Among them are experts in law enforcement, criminal law and juvenile justice and Aboriginal and Torres Strait Islander justice issues.
Four years ago, the Queensland government under Liberal Party premier Campbell Newman chose to dismantle the body, a move heavily protested by the law society.
The law society renewed its call for the Council’s reinstatement earlier this year, saying it was critical to the state’s justice system.
At the time, law society president Bill Potts said the Council played an important role in undertaking original research and publishing material on sentencing.
"It is critical in our system of justice that the power to review sentences or challenge judges’ decisions should always remain reserved for appeal courts," Mr Potts said.

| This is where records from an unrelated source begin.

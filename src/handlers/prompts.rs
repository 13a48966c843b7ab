//! 提示词接口

use axum::extract::multipart::MultipartRejection;
use axum::extract::{Multipart, Path, State};
use axum::http::header::HOST;
use axum::http::HeaderMap;
use axum::Json;

use imgprompts_core::models::{
    AnalysisInput, AnalysisSuggestion, CreatePrompt, DuplicateCheck, PaginatedResult,
    PaginationParams, Prompt, PromptFilter, PromptResponse, PromptSortField, PromptSortOptions,
    PromptStats, SortOrder, UpdatePrompt, DEFAULT_PAGE_SIZE, MAX_PAGE_SIZE,
};
use imgprompts_core::services::encode_image;
use imgprompts_core::UploadStore;

use crate::binding::{read_multipart, BindRequest, FormFields, MultipartForm, Payload};
use crate::utils::{message_only, success, success_with_message, ApiError, ApiResponse, ApiResult};
use crate::AppState;

use super::{lenient_pagination, parse_id, run_blocking};

type PromptPage = PaginatedResult<PromptResponse>;

// ==================== 创建 ====================

/// 创建提示词（JSON 或表单），未提供输出图片时使用占位图
pub async fn create_prompt(
    State(state): State<AppState>,
    Payload(req): Payload<CreatePrompt>,
) -> ApiResult<Json<ApiResponse<PromptResponse>>> {
    let req = req.with_placeholder_output();

    let db = state.db.clone();
    let prompt = run_blocking(move || db.create_prompt(&req)).await?;
    Ok(success_with_message("创建成功", prompt.into_response()))
}

/// 上传图片并创建提示词
///
/// 文件字段：`input_images[]`（可多个）、`output_image`，
/// 以及兼容字段 `reference_images[]`、`image`。
/// 文件先写入磁盘，提示词保存失败时本次写入的文件全部删除。
pub async fn upload_prompt(
    State(state): State<AppState>,
    headers: HeaderMap,
    multipart: Result<Multipart, MultipartRejection>,
) -> ApiResult<Json<ApiResponse<PromptResponse>>> {
    let multipart = multipart.map_err(|e| ApiError::BadRequest(e.body_text()))?;
    let form = read_multipart(multipart).await?;
    let mut req = CreatePrompt::from_form(&form.fields)?;
    let base_url = request_base_url(&state, &headers);

    tracing::debug!(
        "上传提示词: {} 个文件字段, 字段名 {:?}",
        form.files.len(),
        form.files.iter().map(|f| f.field.as_str()).collect::<Vec<_>>()
    );

    let db = state.db.clone();
    let uploads = state.uploads.clone();
    let prompt = run_blocking(move || {
        let mut batch = uploads.begin();

        for file in form.files("input_images").chain(form.files("reference_images")) {
            let filename = batch.save(&file.file_name, &file.data)?;
            req.input_image_urls.push(UploadStore::file_url(&base_url, &filename));
        }

        if let Some(file) = form
            .first_file("output_image")
            .or_else(|| form.first_file("image"))
        {
            let filename = batch.save(&file.file_name, &file.data)?;
            req.output_image_url = UploadStore::file_url(&base_url, &filename);
        }

        let prompt = db.create_prompt(&req)?;
        let saved = batch.commit();
        tracing::info!("提示词 {} 上传了 {} 个文件", prompt.id, saved.len());
        Ok(prompt)
    })
    .await?;

    Ok(success_with_message("创建成功", prompt.into_response()))
}

/// 上传文件访问地址的前缀：优先使用配置，否则取请求的 Host
fn request_base_url(state: &AppState, headers: &HeaderMap) -> String {
    if let Some(base) = state.public_base_url.as_deref() {
        return base.trim_end_matches('/').to_string();
    }

    let host = headers
        .get(HOST)
        .and_then(|v| v.to_str().ok())
        .unwrap_or("localhost");
    let scheme = headers
        .get("x-forwarded-proto")
        .and_then(|v| v.to_str().ok())
        .unwrap_or("http");

    format!("{}://{}", scheme, host)
}

// ==================== 智能分析 ====================

/// 分析上传的图片和提示词，返回元数据建议
pub async fn analyze_prompt(
    State(state): State<AppState>,
    multipart: Result<Multipart, MultipartRejection>,
) -> ApiResult<Json<ApiResponse<AnalysisSuggestion>>> {
    let multipart = multipart.map_err(|_| ApiError::BadRequest("请提供图片文件".to_string()))?;
    let form = read_multipart(multipart).await?;
    let input = analysis_input(&form);
    if input.prompt_text.trim().is_empty() {
        return Err(ApiError::BadRequest("请提供提示词文本".to_string()));
    }
    if input.output_image.is_empty() {
        return Err(ApiError::BadRequest("请提供输出图片".to_string()));
    }

    let analyzer = state.analyzer.clone();
    let suggestion = run_blocking(move || analyzer.analyze(&input)).await?;
    Ok(success_with_message("分析成功", suggestion))
}

fn analysis_input(form: &MultipartForm) -> AnalysisInput {
    let output_image = form
        .first_file("output_image")
        .map(|f| encode_image(&f.data))
        .unwrap_or_default();

    let input_images = form
        .files("input_images")
        .chain(form.files("reference_images"))
        .filter_map(|f| {
            if f.data.is_empty() {
                tracing::warn!("跳过无法读取的参考图: {}", f.file_name);
                None
            } else {
                Some(encode_image(&f.data))
            }
        })
        .collect();

    AnalysisInput {
        prompt_text: form.fields.get("prompt_text").unwrap_or_default().to_string(),
        model_name: form.fields.get("model_name").unwrap_or_default().to_string(),
        output_image,
        input_images,
    }
}

// ==================== 查询 ====================

/// 分页查询提示词
///
/// 查询参数：`page`、`page_size`、`model_name`、`is_public`、`keyword`、
/// `tag_names`（逗号分隔）、`sort_by`、`sort_order`
pub async fn list_prompts(
    State(state): State<AppState>,
    query: FormFields,
) -> ApiResult<Json<ApiResponse<PromptPage>>> {
    let pagination = strict_pagination(&query)?;

    let filter = PromptFilter {
        model_name: query.non_empty("model_name").map(str::to_string),
        is_public: query.bool("is_public")?,
        keyword: query.non_empty("keyword").map(str::to_string),
        tag_names: query.list("tag_names"),
    };

    let sort = PromptSortOptions {
        field: query
            .get("sort_by")
            .and_then(PromptSortField::parse)
            .unwrap_or_default(),
        order: query.get("sort_order").map(SortOrder::parse).unwrap_or_default(),
    };

    let db = state.db.clone();
    let page = run_blocking(move || db.list_prompts(&filter, &sort, &pagination)).await?;
    Ok(success(page.map(Prompt::into_response)))
}

/// 列表接口的分页参数：显式给出的非法值返回 400
fn strict_pagination(query: &FormFields) -> ApiResult<PaginationParams> {
    let page = query.parse::<u32>("page")?.unwrap_or(1);
    let page_size = query.parse::<u32>("page_size")?.unwrap_or(DEFAULT_PAGE_SIZE);

    if page < 1 {
        return Err(ApiError::BadRequest("page 必须大于等于 1".to_string()));
    }
    if !(1..=MAX_PAGE_SIZE).contains(&page_size) {
        return Err(ApiError::BadRequest(format!(
            "page_size 必须在 1 到 {} 之间",
            MAX_PAGE_SIZE
        )));
    }

    Ok(PaginationParams::new(page, page_size))
}

/// 公开提示词分页
pub async fn list_public_prompts(
    State(state): State<AppState>,
    query: FormFields,
) -> ApiResult<Json<ApiResponse<PromptPage>>> {
    let pagination = lenient_pagination(&query);

    let db = state.db.clone();
    let page = run_blocking(move || db.list_public_prompts(&pagination)).await?;
    Ok(success(page.map(Prompt::into_response)))
}

/// 按标签搜索提示词，`tags` 为逗号分隔的标签名
pub async fn search_prompts_by_tags(
    State(state): State<AppState>,
    query: FormFields,
) -> ApiResult<Json<ApiResponse<PromptPage>>> {
    let tags = query.list("tags");
    if tags.is_empty() {
        return Err(ApiError::BadRequest("请提供标签名称".to_string()));
    }
    let pagination = lenient_pagination(&query);

    let db = state.db.clone();
    let page = run_blocking(move || db.search_prompts_by_tags(&tags, &pagination)).await?;
    Ok(success(page.map(Prompt::into_response)))
}

/// 提示词统计
pub async fn prompt_stats(
    State(state): State<AppState>,
) -> ApiResult<Json<ApiResponse<PromptStats>>> {
    let db = state.db.clone();
    let stats = run_blocking(move || db.prompt_stats()).await?;
    Ok(success(stats))
}

/// 最近的公开提示词
pub async fn recent_prompts(
    State(state): State<AppState>,
    query: FormFields,
) -> ApiResult<Json<ApiResponse<Vec<PromptResponse>>>> {
    let limit = query.parse_lenient::<u32>("limit").unwrap_or_default();

    let db = state.db.clone();
    let prompts = run_blocking(move || db.recent_prompts(limit)).await?;
    Ok(success(prompts.into_iter().map(Prompt::into_response).collect()))
}

/// 检查完全相同的提示词文本
pub async fn check_duplicate(
    State(state): State<AppState>,
    query: FormFields,
) -> ApiResult<Json<ApiResponse<DuplicateCheck>>> {
    let prompt_text = match query.get("prompt_text") {
        Some(text) if !text.is_empty() => text.to_string(),
        _ => return Err(ApiError::BadRequest("请提供提示词文本".to_string())),
    };

    let db = state.db.clone();
    let result = run_blocking(move || db.duplicate_check(&prompt_text)).await?;
    Ok(success(result))
}

// ==================== 单条操作 ====================

pub async fn get_prompt(
    State(state): State<AppState>,
    Path(id): Path<String>,
) -> ApiResult<Json<ApiResponse<PromptResponse>>> {
    let id = parse_id(&id)?;

    let db = state.db.clone();
    let prompt = run_blocking(move || db.get_prompt(id)).await?;
    Ok(success(prompt.into_response()))
}

/// 部分更新，只修改请求中出现的字段
pub async fn update_prompt(
    State(state): State<AppState>,
    Path(id): Path<String>,
    Payload(update): Payload<UpdatePrompt>,
) -> ApiResult<Json<ApiResponse<PromptResponse>>> {
    let id = parse_id(&id)?;

    let db = state.db.clone();
    let prompt = run_blocking(move || db.update_prompt(id, &update)).await?;
    Ok(success_with_message("更新成功", prompt.into_response()))
}

/// 软删除
pub async fn delete_prompt(
    State(state): State<AppState>,
    Path(id): Path<String>,
) -> ApiResult<Json<ApiResponse<()>>> {
    let id = parse_id(&id)?;

    let db = state.db.clone();
    run_blocking(move || db.delete_prompt(id)).await?;
    Ok(message_only("删除成功"))
}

This week, the Palaszczuk-led government voted to reinstate the Council.
The Council’s mandate will be to inform and consult the wider community on sentencing issues. It will also serve an important research function to show evidence for crime reduction that particular sentencing measures, such as orders, have.
Queensland Attorney-General and Minister for Justice Yvette D’Ath said the Council would help explain sentencing to the public.
"The Queensland Sentencing Advisory Council will help explain sentencing to the wider community and seek Queenslanders’ views on sentencing related matters," Ms D’Ath said.
"Sentencing is a complex process which requires members of our judiciary to balance competing interests such as punishment, deterrence and protecting the community with the rehabilitation of the offender.
"Public confidence in the administration of justice is vital so it’s important to promote understanding of our criminal justice system and the sentencing process," she added.
The law society has also endorsed the educative role that the Council will play in addressing sentencing issues.
“In recent times we have seen the general public perplexed and unhappy with some sentences, and given that they are usually handed down in something of a vacuum, this is understandable," Mr Potts said.
“Explaining the reasoning behind the sentences in an easy-to-understand way will increase public confidence in the judiciary."
The Queensland government announced its plans to resurrect the Council mid-last year, with an allocation of $5.5 million over three years.
“The government is committed to informing and educating the public about the role of the courts and the justice system,” Ms D’Ath said.
According to Mr Potts, the Council will bring benefits to the justice system across the board. In his view, the Council’s work "will lead to sentences which both protect the public and rehabilitate the offenders".
"This in turn will reduce crime with all the attendant benefits that carries. This really is a win for all concerned," Mr Potts said.